Le laurier et l'olivier
Il était une fois, sur une colline venteuse donnant sur la Mer Bleue, vivaient deux arbres voisins. L'un de ces arbres était le Laurier, qui était fier de ses feuilles brillantes, et l'autre était le modeste Olivier. Le Laurier tendait ses feuilles parfumées vers le soleil et se vantait constamment de sa beauté. Le vieil Olivier, en revanche, enlaçait silencieusement la terre et écoutait joyeusement les oiseaux qui se reposaient à son ombre. Par un doux jour de printemps, le Laurier commença à regarder son voisin de haut tout en se balançant au vent.
"Regarde voisin, mes feuilles brillent toujours de mille feux et décorent les couronnes des rois", dit le Laurier. "Les grands héros et les poètes choisissent toujours mes branches pour célébrer leurs victoires." "Tes feuilles, en revanche, sont ordinaires et il n'y a aucun éclat dans tes branches tordues." L'Olivier écouta calmement ces paroles hautaines et secoua lentement ses branches. "Ta beauté est vraiment très attrayante, cher Laurier", répondit l'Olivier. "Cependant, on ne se souvient de toi que lors des célébrations de victoires et des cérémonies fastueuses."

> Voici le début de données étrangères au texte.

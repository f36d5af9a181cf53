//! `[variables]` tables read with their key case intact.
//!
//! The `config` crate folds every key to lowercase, so `EXT` names such as
//! `cassandraContactPoint` are read straight from the files instead.

use crate::error::ConfigError;
use crate::types::Variables;
use serde::Deserialize;
use serde_json::Value;
use std::path::{Path, PathBuf};

const SECTION: &str = "variables";

#[derive(Debug, Default, Deserialize)]
struct VariablesOnly {
    #[serde(default)]
    variables: Variables,
}

/// Variables declared in one file; TOML unless the extension says JSON or YAML
pub fn read_file(path: &Path) -> Result<Variables, ConfigError> {
    let load_error = |message: String| {
        ConfigError::Load(format!(
            "Failed to read variables from {}: {}",
            path.display(),
            message
        ))
    };

    let content = std::fs::read_to_string(path).map_err(|e| load_error(e.to_string()))?;
    let extension = path
        .extension()
        .and_then(|ext| ext.to_str())
        .map(str::to_ascii_lowercase);

    let document: Value = match extension.as_deref() {
        Some("json") => serde_json::from_str(&content).map_err(|e| load_error(e.to_string()))?,
        Some("yaml") | Some("yml") => {
            serde_yaml::from_str(&content).map_err(|e| load_error(e.to_string()))?
        }
        _ => {
            let table: toml::Value =
                toml::from_str(&content).map_err(|e| load_error(e.to_string()))?;
            serde_json::to_value(table).map_err(|e| load_error(e.to_string()))?
        }
    };

    match document.get(SECTION) {
        None | Some(Value::Null) => Ok(Variables::new()),
        Some(section) => serde_json::from_value(section.clone())
            .map_err(|e| load_error(format!("[{}] must be a table: {}", SECTION, e))),
    }
}

/// Variables of every file, later files overriding earlier ones
pub fn read_layered(paths: &[PathBuf]) -> Result<Variables, ConfigError> {
    let mut layered = Variables::new();
    for path in paths {
        layered.extend(read_file(path)?);
    }
    Ok(layered)
}

/// Variables set through `TREST__VARIABLES__*`, with folded names
pub fn from_environment(environment: config::Environment) -> Result<Variables, ConfigError> {
    let only: VariablesOnly = config::Config::builder()
        .add_source(environment)
        .build()?
        .try_deserialize()?;
    Ok(only.variables)
}

/// Apply overrides whose names lost their case; an override replaces the
/// file variable of the same name ignoring case and keeps the file's spelling.
pub fn apply_overrides(mut variables: Variables, overrides: Variables) -> Variables {
    for (name, value) in overrides {
        let key = variables
            .keys()
            .find(|existing| existing.eq_ignore_ascii_case(&name))
            .cloned()
            .unwrap_or(name);
        variables.insert(key, value);
    }
    variables
}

"Tandis que moi, je donne aux gens des fruits délicieux et une huile jaune doré qui illumine les nuits sombres." "Mes branches mettent fin aux guerres et sont acceptées comme symbole de paix et de travail." Juste à ce moment-là, un vieux voyageur passant sur la colline se réfugia à l'ombre des arbres par fatigue. Le voyageur se reposa à l'ombre de l'Olivier et mangea agréablement avec des olives le pain qu'il avait sorti de sa besace. Il sentit le doux parfum du Laurier, mais seul l'Olivier apaisa sa faim et sa fatigue.

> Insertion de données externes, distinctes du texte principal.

//! Template expression evaluation
//!
//! A string of the exact form `{{ <expr> | <TAG> }}` is a template
//! expression. `EXT` reads an external variable, `REQ` walks the request
//! tree, `UNIQ` derives a per-scenario unique value. Every other value passes
//! through untouched; arrays and objects keep their shape.

use crate::error::EvaluationError;
use crate::identity::unique_value;
use crate::types::{ScenarioId, Variables};
use regex::Regex;
use serde_json::{Map, Value};
use std::str::FromStr;
use std::sync::LazyLock;

static TEMPLATE: LazyLock<Regex> = LazyLock::new(|| {
    Regex::new(r"^\{\{\s*(\S+)\s*\|\s*([^\s}]+)\s*\}\}$").expect("template pattern is valid")
});

/// Template evaluator tag
#[derive(Debug, Clone, Copy, PartialEq, Eq)]
pub enum Evaluator {
    Ext,
    Req,
    Uniq,
}

impl FromStr for Evaluator {
    type Err = EvaluationError;

    fn from_str(tag: &str) -> Result<Self, Self::Err> {
        match tag {
            "EXT" => Ok(Evaluator::Ext),
            "REQ" => Ok(Evaluator::Req),
            "UNIQ" => Ok(Evaluator::Uniq),
            other => Err(EvaluationError::UnsupportedEvaluator(other.to_string())),
        }
    }
}

/// A parsed `{{ expr | TAG }}` expression
#[derive(Debug, Clone, PartialEq, Eq)]
pub struct Template<'s> {
    pub expression: &'s str,
    pub tag: &'s str,
}

impl<'s> Template<'s> {
    /// Parse a string as a template expression, `None` for plain strings
    pub fn parse(input: &'s str) -> Option<Self> {
        let captures = TEMPLATE.captures(input)?;
        Some(Self {
            expression: captures.get(1)?.as_str(),
            tag: captures.get(2)?.as_str(),
        })
    }
}

/// Values a scenario's templates resolve against
#[derive(Debug, Clone)]
pub struct EvaluationContext<'a> {
    pub variables: &'a Variables,
    pub request: Value,
    pub response: Option<Value>,
    pub scenario_id: ScenarioId,
}

impl<'a> EvaluationContext<'a> {
    pub fn new(variables: &'a Variables, request: Value, scenario_id: ScenarioId) -> Self {
        Self {
            variables,
            request,
            response: None,
            scenario_id,
        }
    }

    pub fn with_response(mut self, response: Value) -> Self {
        self.response = Some(response);
        self
    }
}

/// Evaluate a value tree, replacing every template expression
pub fn evaluate_value(value: &Value, context: &EvaluationContext<'_>) -> Result<Value, EvaluationError> {
    match value {
        Value::String(s) => evaluate_string(s, context),
        Value::Array(items) => items
            .iter()
            .map(|item| evaluate_value(item, context))
            .collect::<Result<Vec<_>, _>>()
            .map(Value::Array),
        Value::Object(fields) => fields
            .iter()
            .map(|(key, field)| Ok((key.clone(), evaluate_value(field, context)?)))
            .collect::<Result<Map<_, _>, _>>()
            .map(Value::Object),
        other => Ok(other.clone()),
    }
}

fn evaluate_string(input: &str, context: &EvaluationContext<'_>) -> Result<Value, EvaluationError> {
    let Some(template) = Template::parse(input) else {
        return Ok(Value::String(input.to_string()));
    };

    match template.tag.parse::<Evaluator>()? {
        Evaluator::Ext => evaluate_ext(template.expression, context.variables),
        Evaluator::Req => evaluate_req(template.expression, &context.request),
        Evaluator::Uniq => Ok(Value::String(unique_value(
            &context.scenario_id,
            template.expression,
        ))),
    }
}

fn evaluate_ext(name: &str, variables: &Variables) -> Result<Value, EvaluationError> {
    match variables.get(name) {
        Some(value) if !value.is_null() => Ok(value.clone()),
        _ => Err(EvaluationError::VariableNotFound(name.to_string())),
    }
}

/// Walk a dot-delimited path; the first segment stands for the request root
fn evaluate_req(json_path: &str, request: &Value) -> Result<Value, EvaluationError> {
    let unresolved = || EvaluationError::UnresolvedRequestPath(json_path.to_string());

    let mut current = request;
    for segment in json_path.split('.').skip(1) {
        if current.is_null() {
            return Err(unresolved());
        }
        current = match current {
            Value::Object(fields) => fields.get(segment),
            Value::Array(items) => segment
                .parse::<usize>()
                .ok()
                .and_then(|index| items.get(index)),
            _ => None,
        }
        .ok_or_else(unresolved)?;
    }

    if current.is_null() {
        return Err(unresolved());
    }
    Ok(current.clone())
}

À ce moment-là, le Laurier comprit que la beauté fastueuse n'était pas aussi précieuse que le fait d'être utile. Depuis ce jour, les deux arbres voisins continuèrent à vivre sur la colline, en se respectant mutuellement. La vraie valeur ne réside pas dans l'apparence extérieure, mais dans le bienfait et la bonté apportés aux gens. L'arbre se reconnaît non pas à ses feuilles, mais aux fruits qu'il donne.